Por tal razón los especialistas en el asunto –los denominados “ripperologos”- mantienen cierto consenso al estimar que las mujeres eliminadas a manos del maníaco resultaron cinco. Aquí se sigue la opinión pronunciada por el Inspector de Scotland Yard, contemporáneo a los sucesos, Sir. Melville Macnaghten, quien con enfática redundancia declaró que el Destripador había cobrado “cinco víctimas, y nada más que cinco”.
No obstante, aunque se evade del modelo delictual que en los posteriores homicidios se diseñaría, otro de sus asesinatos podría haber sido el consumado contra la meretriz de treinta y nueve años Martha Turner, también conocida como Martha Tabran o Tabram por su apellido de casada, la cual fue ultimada mediante treinta y nueve cortes inciso punzantes asestados entre la noche del 6 de noviembre de 1888 y la entrante madrugada del día 7.
No hubo destripamiento en dicha oportunidad, y las heridas inflingidas difieren de las que se infirieron en los casos venideros. En especial, estaba ausente el degollamiento que de izquierda a derecha del cuello se provocada a las asesinadas, preludio de la evisceración que era practicada sobre los cadáveres, y que se consideró como la “marca de fábrica” del matador.
Corrió el pertinaz rumor de que este crimen pudo haber sido ocasionado por uno o más integrantes de bandas de rufianes que amedrentaban a las meretrices reclamándoles dinero.
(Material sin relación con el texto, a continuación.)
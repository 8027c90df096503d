//! The record produced by the prep pipeline.

use crate::constants::{LOCAL_SEPARATOR, RESOURCE_SEPARATOR};

/// Prepared JID components together with their composed string forms.
///
/// `bare` and `full` (and their unescaped counterparts) are always derived
/// from the components by [`ParsedJid::new`].
#[derive(Debug, Clone, Default, PartialEq, Eq, Hash)]
pub struct ParsedJid {
    prepped: bool,
    local: Option<String>,
    domain: String,
    resource: Option<String>,
    bare: String,
    full: String,
    unescaped_local: Option<String>,
    unescaped_bare: String,
    unescaped_full: String,
}

impl ParsedJid {
    /// Composes a record from prepared components.
    ///
    /// Empty `local`, `unescaped_local` and `resource` values are treated as
    /// absent.
    #[must_use]
    pub fn new(
        local: Option<String>,
        unescaped_local: Option<String>,
        domain: String,
        resource: Option<String>,
        prepped: bool,
    ) -> Self {
        let local = local.filter(|s| !s.is_empty());
        let unescaped_local = unescaped_local.filter(|s| !s.is_empty());
        let resource = resource.filter(|s| !s.is_empty());

        let bare = compose_bare(local.as_deref(), &domain);
        let full = compose_full(&bare, resource.as_deref());
        let unescaped_bare = compose_bare(unescaped_local.as_deref(), &domain);
        let unescaped_full = compose_full(&unescaped_bare, resource.as_deref());

        Self {
            prepped,
            local,
            domain,
            resource,
            bare,
            full,
            unescaped_local,
            unescaped_bare,
            unescaped_full,
        }
    }

    /// Returns true if every component is known to be normalization-safe.
    #[must_use]
    pub const fn prepped(&self) -> bool {
        self.prepped
    }

    /// Returns the (escaped) local part.
    #[must_use]
    pub fn local(&self) -> Option<&str> {
        self.local.as_deref()
    }

    /// Returns the domain.
    #[must_use]
    pub fn domain(&self) -> &str {
        &self.domain
    }

    /// Returns the resource.
    #[must_use]
    pub fn resource(&self) -> Option<&str> {
        self.resource.as_deref()
    }

    /// Returns `local@domain`, or `domain` without a local part.
    #[must_use]
    pub fn bare(&self) -> &str {
        &self.bare
    }

    /// Returns `bare/resource`, or `bare` without a resource.
    #[must_use]
    pub fn full(&self) -> &str {
        &self.full
    }

    /// Returns the local part with escapes decoded.
    #[must_use]
    pub fn unescaped_local(&self) -> Option<&str> {
        self.unescaped_local.as_deref()
    }

    /// Returns the bare address with an unescaped local part.
    #[must_use]
    pub fn unescaped_bare(&self) -> &str {
        &self.unescaped_bare
    }

    /// Returns the full address with an unescaped local part.
    #[must_use]
    pub fn unescaped_full(&self) -> &str {
        &self.unescaped_full
    }

    /// Marks the record as prepped if `trusted` is set.
    ///
    /// A prepped record never becomes unprepped.
    #[must_use]
    pub(crate) fn trust(mut self, trusted: bool) -> Self {
        self.prepped = self.prepped || trusted;
        self
    }

    pub(crate) fn into_parts(self) -> ParsedParts {
        ParsedParts {
            prepped: self.prepped,
            local: self.local.unwrap_or_default(),
            domain: self.domain,
            resource: self.resource.unwrap_or_default(),
            bare: self.bare,
            full: self.full,
            unescaped_local: self.unescaped_local.unwrap_or_default(),
            unescaped_bare: self.unescaped_bare,
            unescaped_full: self.unescaped_full,
        }
    }
}

/// Owned fields of a [`ParsedJid`], with absent parts as empty strings.
pub(crate) struct ParsedParts {
    pub prepped: bool,
    pub local: String,
    pub domain: String,
    pub resource: String,
    pub bare: String,
    pub full: String,
    pub unescaped_local: String,
    pub unescaped_bare: String,
    pub unescaped_full: String,
}

fn compose_bare(local: Option<&str>, domain: &str) -> String {
    match local {
        Some(local) => format!("{local}{LOCAL_SEPARATOR}{domain}"),
        None => domain.to_string(),
    }
}

fn compose_full(bare: &str, resource: Option<&str>) -> String {
    match resource {
        Some(resource) => format!("{bare}{RESOURCE_SEPARATOR}{resource}"),
        None => bare.to_string(),
    }
}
De tales pandillas, la conocida indistintamente por los motes de “The Nichols Boys” o “The Old Nichols” era conceptuada la más peligrosa y violenta que operaba en aquel suburbio, por lo que fue objeto de indagatoria y estrecha vigilancia por parte de la policía.
De todos modos, aunque la muerte de la infortunada Martha pudiera haberse debido a la intervención de canallas como éstos, tampoco se descarta que el suyo constituyera el inicial crimen protagonizado por la figura anónima que más adelante se erigiera en el homicida serial destinado a adquirir mayor renombre en la historia.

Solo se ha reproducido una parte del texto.